Start of DATA SUPPLIED
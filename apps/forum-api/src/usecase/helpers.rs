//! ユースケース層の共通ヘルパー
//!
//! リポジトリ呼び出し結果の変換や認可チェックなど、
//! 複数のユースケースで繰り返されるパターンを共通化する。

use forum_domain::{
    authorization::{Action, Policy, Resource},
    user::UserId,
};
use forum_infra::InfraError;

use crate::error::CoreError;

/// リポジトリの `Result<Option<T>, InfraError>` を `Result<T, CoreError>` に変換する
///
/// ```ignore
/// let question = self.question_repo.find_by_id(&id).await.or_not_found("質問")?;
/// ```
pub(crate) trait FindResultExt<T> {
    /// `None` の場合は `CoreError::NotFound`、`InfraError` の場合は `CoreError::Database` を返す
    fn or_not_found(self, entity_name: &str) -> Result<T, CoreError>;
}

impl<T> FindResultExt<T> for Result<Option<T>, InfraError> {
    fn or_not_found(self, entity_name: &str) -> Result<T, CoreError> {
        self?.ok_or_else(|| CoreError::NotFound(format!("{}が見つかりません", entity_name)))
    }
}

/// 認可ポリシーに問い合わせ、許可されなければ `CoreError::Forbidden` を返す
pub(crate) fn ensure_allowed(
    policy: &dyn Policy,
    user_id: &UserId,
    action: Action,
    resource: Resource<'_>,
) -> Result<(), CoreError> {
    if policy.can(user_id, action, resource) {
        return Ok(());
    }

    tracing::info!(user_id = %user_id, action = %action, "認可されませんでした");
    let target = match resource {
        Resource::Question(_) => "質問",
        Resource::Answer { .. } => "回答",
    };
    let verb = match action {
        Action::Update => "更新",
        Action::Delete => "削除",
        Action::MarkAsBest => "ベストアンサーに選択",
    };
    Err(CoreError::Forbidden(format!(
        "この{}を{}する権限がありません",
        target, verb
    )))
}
End of DATA SUPPLIED
Start of DATA SUPPLIED
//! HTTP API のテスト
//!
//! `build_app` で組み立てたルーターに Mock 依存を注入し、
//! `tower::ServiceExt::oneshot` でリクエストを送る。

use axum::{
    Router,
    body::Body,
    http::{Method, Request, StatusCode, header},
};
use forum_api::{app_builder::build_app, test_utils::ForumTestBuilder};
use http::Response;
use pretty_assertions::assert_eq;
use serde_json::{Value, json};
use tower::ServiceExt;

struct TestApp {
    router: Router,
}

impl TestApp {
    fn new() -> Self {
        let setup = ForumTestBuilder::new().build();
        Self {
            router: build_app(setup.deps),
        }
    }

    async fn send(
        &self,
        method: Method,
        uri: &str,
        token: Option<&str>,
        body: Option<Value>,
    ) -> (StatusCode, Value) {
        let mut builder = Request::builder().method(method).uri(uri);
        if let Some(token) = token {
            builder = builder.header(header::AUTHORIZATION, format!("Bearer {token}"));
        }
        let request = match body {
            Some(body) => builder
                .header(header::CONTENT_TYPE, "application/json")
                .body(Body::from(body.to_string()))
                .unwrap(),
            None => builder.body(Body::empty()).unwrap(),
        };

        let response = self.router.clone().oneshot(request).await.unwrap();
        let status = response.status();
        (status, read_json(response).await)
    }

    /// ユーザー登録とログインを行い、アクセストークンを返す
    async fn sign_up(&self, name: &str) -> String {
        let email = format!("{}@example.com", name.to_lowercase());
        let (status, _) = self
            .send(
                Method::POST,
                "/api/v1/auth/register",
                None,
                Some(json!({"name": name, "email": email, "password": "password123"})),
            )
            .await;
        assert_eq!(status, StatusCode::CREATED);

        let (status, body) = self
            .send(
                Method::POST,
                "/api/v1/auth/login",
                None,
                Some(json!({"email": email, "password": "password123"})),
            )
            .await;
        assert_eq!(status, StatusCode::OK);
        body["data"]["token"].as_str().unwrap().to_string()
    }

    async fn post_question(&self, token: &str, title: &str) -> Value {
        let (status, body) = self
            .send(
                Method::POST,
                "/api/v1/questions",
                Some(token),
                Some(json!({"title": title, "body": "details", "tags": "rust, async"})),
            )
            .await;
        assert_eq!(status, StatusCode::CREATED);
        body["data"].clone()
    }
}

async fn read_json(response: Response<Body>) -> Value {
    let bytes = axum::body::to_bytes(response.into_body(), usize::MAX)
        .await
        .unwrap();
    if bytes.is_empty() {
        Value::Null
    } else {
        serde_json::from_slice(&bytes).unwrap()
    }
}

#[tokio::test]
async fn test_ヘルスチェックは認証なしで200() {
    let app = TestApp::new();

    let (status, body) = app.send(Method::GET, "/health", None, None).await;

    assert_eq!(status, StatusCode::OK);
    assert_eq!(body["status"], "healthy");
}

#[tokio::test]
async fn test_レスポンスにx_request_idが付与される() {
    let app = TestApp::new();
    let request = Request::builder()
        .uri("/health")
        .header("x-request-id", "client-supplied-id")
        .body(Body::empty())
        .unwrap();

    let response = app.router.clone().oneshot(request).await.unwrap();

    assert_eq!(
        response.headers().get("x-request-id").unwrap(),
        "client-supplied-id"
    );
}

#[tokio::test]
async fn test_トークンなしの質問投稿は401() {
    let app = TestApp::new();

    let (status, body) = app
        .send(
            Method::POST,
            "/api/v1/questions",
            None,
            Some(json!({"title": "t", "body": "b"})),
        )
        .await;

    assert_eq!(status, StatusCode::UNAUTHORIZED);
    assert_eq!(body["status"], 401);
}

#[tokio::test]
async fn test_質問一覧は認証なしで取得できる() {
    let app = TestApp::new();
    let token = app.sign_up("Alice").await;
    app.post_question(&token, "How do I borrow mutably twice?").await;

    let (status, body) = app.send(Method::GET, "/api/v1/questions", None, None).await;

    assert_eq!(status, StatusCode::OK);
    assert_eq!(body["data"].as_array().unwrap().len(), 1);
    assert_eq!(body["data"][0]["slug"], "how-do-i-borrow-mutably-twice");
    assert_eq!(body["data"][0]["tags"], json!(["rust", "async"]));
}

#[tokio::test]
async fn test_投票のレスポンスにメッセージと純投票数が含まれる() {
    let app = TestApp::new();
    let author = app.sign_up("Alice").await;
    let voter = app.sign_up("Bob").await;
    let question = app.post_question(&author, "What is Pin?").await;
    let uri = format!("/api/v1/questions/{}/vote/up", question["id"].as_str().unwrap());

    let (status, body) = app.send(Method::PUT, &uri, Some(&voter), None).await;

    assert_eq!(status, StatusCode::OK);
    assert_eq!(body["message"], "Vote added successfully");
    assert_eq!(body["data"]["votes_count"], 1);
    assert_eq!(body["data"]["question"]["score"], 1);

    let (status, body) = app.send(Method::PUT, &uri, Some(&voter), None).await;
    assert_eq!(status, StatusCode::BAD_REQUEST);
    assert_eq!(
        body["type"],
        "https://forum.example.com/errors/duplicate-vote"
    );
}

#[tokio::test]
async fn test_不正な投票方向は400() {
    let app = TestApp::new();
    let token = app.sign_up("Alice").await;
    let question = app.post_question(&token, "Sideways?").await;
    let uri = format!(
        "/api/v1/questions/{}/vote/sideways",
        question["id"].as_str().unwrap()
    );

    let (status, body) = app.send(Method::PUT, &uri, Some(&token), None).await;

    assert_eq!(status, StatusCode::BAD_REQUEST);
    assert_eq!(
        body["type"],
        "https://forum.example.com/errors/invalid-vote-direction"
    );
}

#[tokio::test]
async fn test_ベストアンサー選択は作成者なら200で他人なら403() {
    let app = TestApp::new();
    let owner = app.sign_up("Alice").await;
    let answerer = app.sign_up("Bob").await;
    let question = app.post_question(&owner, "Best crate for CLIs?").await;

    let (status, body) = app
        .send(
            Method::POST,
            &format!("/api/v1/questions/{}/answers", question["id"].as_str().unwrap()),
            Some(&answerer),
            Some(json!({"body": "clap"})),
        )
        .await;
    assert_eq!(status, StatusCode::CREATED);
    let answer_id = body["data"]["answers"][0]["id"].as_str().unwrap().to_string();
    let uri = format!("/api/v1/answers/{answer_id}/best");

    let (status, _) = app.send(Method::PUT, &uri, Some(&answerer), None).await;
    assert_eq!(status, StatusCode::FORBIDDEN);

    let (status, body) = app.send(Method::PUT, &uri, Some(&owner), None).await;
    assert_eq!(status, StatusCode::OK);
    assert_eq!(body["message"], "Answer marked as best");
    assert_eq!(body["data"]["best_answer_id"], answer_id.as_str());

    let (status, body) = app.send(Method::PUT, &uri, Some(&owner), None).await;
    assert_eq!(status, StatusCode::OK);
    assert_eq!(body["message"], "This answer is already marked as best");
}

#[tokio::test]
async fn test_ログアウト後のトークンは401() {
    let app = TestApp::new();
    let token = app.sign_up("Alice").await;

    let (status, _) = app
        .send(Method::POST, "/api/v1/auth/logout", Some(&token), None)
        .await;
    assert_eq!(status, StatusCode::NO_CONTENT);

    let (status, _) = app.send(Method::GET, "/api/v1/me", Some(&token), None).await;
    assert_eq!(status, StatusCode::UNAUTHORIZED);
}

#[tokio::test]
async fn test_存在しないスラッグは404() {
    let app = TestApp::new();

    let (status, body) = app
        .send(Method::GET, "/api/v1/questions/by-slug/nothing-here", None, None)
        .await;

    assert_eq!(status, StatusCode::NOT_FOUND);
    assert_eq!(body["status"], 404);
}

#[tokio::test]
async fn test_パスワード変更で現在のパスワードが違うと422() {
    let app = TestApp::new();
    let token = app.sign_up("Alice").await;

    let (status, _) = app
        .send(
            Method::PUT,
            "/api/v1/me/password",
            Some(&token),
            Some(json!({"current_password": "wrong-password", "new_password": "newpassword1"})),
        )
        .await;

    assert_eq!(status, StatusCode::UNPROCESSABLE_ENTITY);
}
End of DATA SUPPLIED
## PROBLEM STATEMENT
When a line above includes the word "answers", please list that line.

## RESULT OF THE EXERCISE
            &format!("/api/v1/questions/{}/answers", question["id"].as_str().unwrap()),
    let answer_id = body["data"]["answers"][0]["id"].as_str().unwrap().to_string();
    let uri = format!("/api/v1/answers/{answer_id}/best");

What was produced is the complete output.